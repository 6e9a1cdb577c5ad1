use meal_matching::matcher::{
    build_weekly_plan, EmptySlotPolicy, PlanSettings, Relaxation, WeeklyPlan,
};
use meal_matching::types::{MealForMatching, MealType};
use meal_matching::MealMatchingError;
use profile::{DietaryPreference, FitnessGoal, MatchingProfile};

fn create_test_meal(id: &str, meal_type: MealType, tags: &[&str]) -> MealForMatching {
    MealForMatching {
        id: id.to_string(),
        name: format!("Meal {}", id),
        meal_type,
        calories: Some(650.0),
        protein_g: Some(25.0),
        carbs_g: Some(60.0),
        fats_g: Some(20.0),
        prep_time_min: Some(25),
        dietary_tags: tags.iter().map(|s| s.to_string()).collect(),
        cuisine: None,
        locale: "en".to_string(),
        is_seed: true,
        owner_id: None,
    }
}

fn create_test_profile(
    preference: DietaryPreference,
    allergies: &[&str],
    goal: FitnessGoal,
) -> MatchingProfile {
    MatchingProfile {
        dietary_preference: preference,
        allergies: allergies.iter().map(|s| s.to_string()).collect(),
        goal,
        daily_calorie_target: Some(2000.0),
        locale: "en".to_string(),
    }
}

/// Pool with `per_type` distinct meals for each of breakfast/lunch/dinner,
/// all carrying the given tags.
fn balanced_pool(per_type: usize, tags: &[&str]) -> Vec<MealForMatching> {
    let mut pool = Vec::new();
    for (prefix, meal_type) in [
        ("b", MealType::Breakfast),
        ("l", MealType::Lunch),
        ("d", MealType::Dinner),
    ] {
        for i in 0..per_type {
            pool.push(create_test_meal(&format!("{prefix}{i}"), meal_type, tags));
        }
    }
    pool
}

fn selected_ids(plan: &WeeklyPlan) -> Vec<String> {
    plan.days
        .iter()
        .flat_map(|day| day.meals.iter().map(|entry| entry.meal_id.clone()))
        .collect()
}

#[test]
fn test_vegan_profile_selects_only_vegan_meals() {
    let mut pool = balanced_pool(8, &["vegan", "vegetarian"]);
    // Interleave non-vegan meals; none of them may appear in the plan
    pool.push(create_test_meal("meaty_b", MealType::Breakfast, &[]));
    pool.push(create_test_meal("meaty_l", MealType::Lunch, &[]));
    pool.push(create_test_meal("meaty_d", MealType::Dinner, &[]));

    let profile = create_test_profile(DietaryPreference::Vegan, &[], FitnessGoal::Maintain);
    let plan = build_weekly_plan(&pool, &profile, &PlanSettings::default()).unwrap();

    let vegan_ids: Vec<&str> = pool
        .iter()
        .filter(|m| m.has_dietary_tag("vegan"))
        .map(|m| m.id.as_str())
        .collect();
    for id in selected_ids(&plan) {
        assert!(
            vegan_ids.contains(&id.as_str()),
            "non-vegan meal {id} placed in a vegan plan"
        );
    }
    for entry in plan.days.iter().flat_map(|d| d.meals.iter()) {
        assert_eq!(entry.relaxation, Relaxation::None);
    }
}

#[test]
fn test_empty_admissible_pool_fails_by_default() {
    // No vegan breakfasts at all
    let mut pool = vec![create_test_meal("b0", MealType::Breakfast, &["vegetarian"])];
    pool.extend(balanced_pool(2, &["vegan"]).into_iter().filter(|m| m.meal_type != MealType::Breakfast));

    let profile = create_test_profile(DietaryPreference::Vegan, &[], FitnessGoal::Maintain);
    let result = build_weekly_plan(&pool, &profile, &PlanSettings::default());

    match result {
        Err(MealMatchingError::NoCandidatesForSlot { day, slot }) => {
            assert_eq!(day, 1);
            assert_eq!(slot, MealType::Breakfast);
        }
        other => panic!("expected NoCandidatesForSlot, got {other:?}"),
    }
}

#[test]
fn test_unfiltered_fallback_is_opt_in_and_recorded() {
    let mut pool = vec![create_test_meal("b0", MealType::Breakfast, &["vegetarian"])];
    pool.extend(balanced_pool(2, &["vegan"]).into_iter().filter(|m| m.meal_type != MealType::Breakfast));

    let profile = create_test_profile(DietaryPreference::Vegan, &[], FitnessGoal::Maintain);
    let settings = PlanSettings {
        allow_unfiltered_fallback: true,
        ..PlanSettings::default()
    };
    let plan = build_weekly_plan(&pool, &profile, &settings).unwrap();

    for day in &plan.days {
        let breakfast = day
            .meals
            .iter()
            .find(|entry| entry.slot == MealType::Breakfast)
            .expect("breakfast slot filled via fallback");
        assert_eq!(breakfast.meal_id, "b0");
        assert_eq!(
            breakfast.relaxation,
            Relaxation::UnfilteredPool,
            "a dietary-unsafe pick must be flagged"
        );
    }
}

#[test]
fn test_dairy_allergy_excludes_only_explicitly_tagged_meals() {
    let mut pool = balanced_pool(4, &[]);
    // Explicitly dairy-laden breakfast placed first so it would win by order
    pool.insert(
        0,
        create_test_meal("cheesy", MealType::Breakfast, &["contains_dairy"]),
    );

    let profile = create_test_profile(DietaryPreference::Omnivore, &["dairy"], FitnessGoal::Maintain);
    let plan = build_weekly_plan(&pool, &profile, &PlanSettings::default()).unwrap();

    let ids = selected_ids(&plan);
    assert!(
        !ids.contains(&"cheesy".to_string()),
        "contains_dairy meal selected for a dairy-allergic profile"
    );
    // Untagged meals are acceptable picks under the permissive allergy rule
    assert!(ids.contains(&"b0".to_string()));
}

#[test]
fn test_identical_inputs_yield_identical_plans() {
    let pool = balanced_pool(9, &[]);
    let profile = create_test_profile(DietaryPreference::Omnivore, &[], FitnessGoal::WeightLoss);
    let settings = PlanSettings::default();

    let first = build_weekly_plan(&pool, &profile, &settings).unwrap();
    let second = build_weekly_plan(&pool, &profile, &settings).unwrap();
    assert_eq!(first, second);
}

#[test]
fn test_no_repeats_when_pool_is_large_enough() {
    // 7 distinct admissible meals per slot type = 21 total
    let pool = balanced_pool(7, &[]);
    let profile = create_test_profile(DietaryPreference::Omnivore, &[], FitnessGoal::Maintain);
    let plan = build_weekly_plan(&pool, &profile, &PlanSettings::default()).unwrap();

    let ids = selected_ids(&plan);
    assert_eq!(ids.len(), 21);
    let mut unique = ids.clone();
    unique.sort();
    unique.dedup();
    assert_eq!(unique.len(), 21, "plan repeated a meal despite a full pool");
}

#[test]
fn test_single_admissible_breakfast_repeats_all_week() {
    // Vegetarian profile with a dairy allergy over a 5-meal breakfast pool:
    // A is the only admissible candidate; B fails the allergy rule; C, D, E
    // fail the preference rule.
    let mut pool = vec![
        create_test_meal("a", MealType::Breakfast, &["vegetarian"]),
        create_test_meal("b", MealType::Breakfast, &["vegetarian", "contains_dairy"]),
        create_test_meal("c", MealType::Breakfast, &[]),
        create_test_meal("d", MealType::Breakfast, &[]),
        create_test_meal("e", MealType::Breakfast, &[]),
    ];
    for i in 0..3 {
        pool.push(create_test_meal(&format!("l{i}"), MealType::Lunch, &["vegetarian"]));
        pool.push(create_test_meal(&format!("d{i}"), MealType::Dinner, &["vegetarian"]));
    }

    let profile = create_test_profile(
        DietaryPreference::Vegetarian,
        &["dairy"],
        FitnessGoal::Maintain,
    );
    let plan = build_weekly_plan(&pool, &profile, &PlanSettings::default()).unwrap();

    let breakfasts: Vec<&str> = plan
        .days
        .iter()
        .flat_map(|day| day.meals.iter())
        .filter(|entry| entry.slot == MealType::Breakfast)
        .map(|entry| entry.meal_id.as_str())
        .collect();
    assert_eq!(
        breakfasts,
        vec!["a"; 7],
        "the sole admissible candidate must fill every breakfast slot"
    );
}

#[test]
fn test_meals_per_day_out_of_range_rejected() {
    let pool = balanced_pool(3, &[]);
    let profile = create_test_profile(DietaryPreference::Omnivore, &[], FitnessGoal::Maintain);

    for requested in [0u8, 2, 6] {
        let settings = PlanSettings {
            meals_per_day: requested,
            ..PlanSettings::default()
        };
        assert!(
            matches!(
                build_weekly_plan(&pool, &profile, &settings),
                Err(MealMatchingError::MealsPerDayOutOfRange { requested: r }) if r == requested
            ),
            "meals_per_day={requested} must be rejected"
        );
    }
}

#[test]
fn test_nonsensical_calorie_target_rejected() {
    let pool = balanced_pool(3, &[]);
    let mut profile = create_test_profile(DietaryPreference::Omnivore, &[], FitnessGoal::Maintain);
    profile.daily_calorie_target = Some(-100.0);

    assert!(matches!(
        build_weekly_plan(&pool, &profile, &PlanSettings::default()),
        Err(MealMatchingError::InvalidCalorieTarget(_))
    ));
}

#[test]
fn test_skip_policy_leaves_slot_empty_and_records_it() {
    // 4 meals per day but the pool holds no snacks
    let pool = balanced_pool(5, &[]);
    let profile = create_test_profile(DietaryPreference::Omnivore, &[], FitnessGoal::Maintain);
    let settings = PlanSettings {
        meals_per_day: 4,
        empty_slot_policy: EmptySlotPolicy::Skip,
        ..PlanSettings::default()
    };
    let plan = build_weekly_plan(&pool, &profile, &settings).unwrap();

    assert_eq!(plan.skipped_slots.len(), 7);
    for (i, skipped) in plan.skipped_slots.iter().enumerate() {
        assert_eq!(skipped.day, (i + 1) as u8);
        assert_eq!(skipped.slot, MealType::Snack);
    }
    for day in &plan.days {
        assert_eq!(day.meals.len(), 3, "snack slot should be absent, not filled");
    }
}

#[test]
fn test_snack_slots_filled_when_pool_has_snacks() {
    let mut pool = balanced_pool(5, &[]);
    for i in 0..5 {
        pool.push(create_test_meal(&format!("s{i}"), MealType::Snack, &[]));
    }
    let profile = create_test_profile(DietaryPreference::Omnivore, &[], FitnessGoal::Maintain);
    let settings = PlanSettings {
        meals_per_day: 5,
        ..PlanSettings::default()
    };
    let plan = build_weekly_plan(&pool, &profile, &settings).unwrap();

    for day in &plan.days {
        assert_eq!(day.meals.len(), 5);
        let snacks = day
            .meals
            .iter()
            .filter(|entry| entry.slot == MealType::Snack)
            .count();
        assert_eq!(snacks, 2);
    }
}

#[test]
fn test_settings_filters_relax_before_dietary_filters() {
    // Cuisine nothing in the pool offers: the matcher must drop the cuisine
    // constraint but keep dietary filtering intact.
    let mut pool = balanced_pool(4, &["vegan"]);
    pool.push(create_test_meal("omnivore_b", MealType::Breakfast, &[]));

    let profile = create_test_profile(DietaryPreference::Vegan, &[], FitnessGoal::Maintain);
    let settings = PlanSettings {
        cuisine: Some("thai".to_string()),
        ..PlanSettings::default()
    };
    let plan = build_weekly_plan(&pool, &profile, &settings).unwrap();

    for entry in plan.days.iter().flat_map(|d| d.meals.iter()) {
        assert_eq!(entry.relaxation, Relaxation::SettingsDropped);
        assert_ne!(
            entry.meal_id, "omnivore_b",
            "dietary filtering must survive settings relaxation"
        );
    }
}

#[test]
fn test_prep_time_ceiling_constrains_selection() {
    let mut quick = create_test_meal("quick", MealType::Breakfast, &[]);
    quick.prep_time_min = Some(15);
    quick.calories = Some(400.0); // further from target than the slow meal
    let mut slow = create_test_meal("slow", MealType::Breakfast, &[]);
    slow.prep_time_min = Some(50);
    slow.calories = Some(660.0);

    let mut pool = vec![slow, quick];
    pool.extend(balanced_pool(2, &[]).into_iter().filter(|m| m.meal_type != MealType::Breakfast));

    let profile = create_test_profile(DietaryPreference::Omnivore, &[], FitnessGoal::Maintain);
    let settings = PlanSettings {
        max_prep_time_min: Some(30),
        ..PlanSettings::default()
    };
    let plan = build_weekly_plan(&pool, &profile, &settings).unwrap();

    let first_breakfast = &plan.days[0].meals[0];
    assert_eq!(first_breakfast.slot, MealType::Breakfast);
    assert_eq!(
        first_breakfast.meal_id, "quick",
        "the ceiling must exclude the better-scoring slow meal"
    );
    assert_eq!(first_breakfast.relaxation, Relaxation::None);
}

#[test]
fn test_calorie_proximity_drives_slot_choice() {
    // 2000 kcal over 3 meals: 667 kcal beats 1000 kcal for the same slot
    let mut on_target = create_test_meal("on_target", MealType::Breakfast, &[]);
    on_target.calories = Some(667.0);
    let mut heavy = create_test_meal("heavy", MealType::Breakfast, &[]);
    heavy.calories = Some(1000.0);

    let mut pool = vec![heavy, on_target];
    pool.extend(balanced_pool(2, &[]).into_iter().filter(|m| m.meal_type != MealType::Breakfast));

    let profile = create_test_profile(DietaryPreference::Omnivore, &[], FitnessGoal::Maintain);
    let plan = build_weekly_plan(&pool, &profile, &PlanSettings::default()).unwrap();

    assert_eq!(plan.days[0].meals[0].meal_id, "on_target");
}

#[test]
fn test_ties_break_on_input_order() {
    // Two byte-for-byte equivalent breakfasts except for id: first one wins
    let pool = vec![
        create_test_meal("first", MealType::Breakfast, &[]),
        create_test_meal("second", MealType::Breakfast, &[]),
        create_test_meal("l0", MealType::Lunch, &[]),
        create_test_meal("d0", MealType::Dinner, &[]),
    ];
    let profile = create_test_profile(DietaryPreference::Omnivore, &[], FitnessGoal::Maintain);
    let plan = build_weekly_plan(&pool, &profile, &PlanSettings::default()).unwrap();

    assert_eq!(plan.days[0].meals[0].meal_id, "first");
    // Day 2: "first" now carries the repeat penalty, so "second" takes over
    assert_eq!(plan.days[1].meals[0].meal_id, "second");
}

#[test]
fn test_totals_sum_all_selections() {
    let pool = balanced_pool(7, &[]);
    let profile = create_test_profile(DietaryPreference::Omnivore, &[], FitnessGoal::Maintain);
    let plan = build_weekly_plan(&pool, &profile, &PlanSettings::default()).unwrap();

    // 21 selections of identical meals: 650 kcal / 25 g / 60 g / 20 g each
    assert!((plan.totals.calories - 21.0 * 650.0).abs() < 0.01);
    assert!((plan.totals.protein_g - 21.0 * 25.0).abs() < 0.01);
    assert!((plan.totals.carbs_g - 21.0 * 60.0).abs() < 0.01);
    assert!((plan.totals.fats_g - 21.0 * 20.0).abs() < 0.01);
}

_Work required_. Within the listing, how many lines carry the word "true"? Answer with the number alone.

_Result of this exercise_. 2